In the listing, find every line that has the string "context" and copy it.
------
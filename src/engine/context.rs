//! Request-context accessors exposed to scripts as `auth`.

use std::any::Any;

use crate::script::{NativeObject, ScriptError, Value};

use super::expr::SqlExpr;
use super::sql;
use super::str_arg;

/// SQL for the authenticated subject's id.
pub fn uid_expr() -> SqlExpr {
    SqlExpr::leaf("auth.uid()")
}

/// SQL reading one claim out of the request JWT. The result text is
/// self-parenthesized so it embeds anywhere.
pub fn claim_expr(key: &str) -> SqlExpr {
    SqlExpr::leaf(format!("(auth.jwt() ->> {})", sql::quote_literal(key)))
}

/// SQL for the session's database role.
pub fn current_user_expr() -> SqlExpr {
    SqlExpr::leaf("current_user")
}

/// The `auth` capability object.
#[derive(Debug, Clone, Copy)]
pub struct Auth;

impl NativeObject for Auth {
    fn type_name(&self) -> &'static str {
        "Auth"
    }

    fn as_any(&self) -> &dyn Any {
        self
    }

    fn call_method(&self, name: &str, args: &[Value]) -> Result<Value, ScriptError> {
        match name {
            "uid" => Ok(Value::native(uid_expr())),
            "claim" => Ok(Value::native(claim_expr(str_arg("claim(key)", args, 0)?))),
            "currentUser" => Ok(Value::native(current_user_expr())),
            _ => Err(ScriptError::runtime(format!(
                "{} has no method `{}`",
                self.type_name(),
                name
            ))),
        }
    }
}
------
#### [TASK OUTPUT]
filename src/engine/context.rs
//! Request-context accessors exposed to scripts as `auth`.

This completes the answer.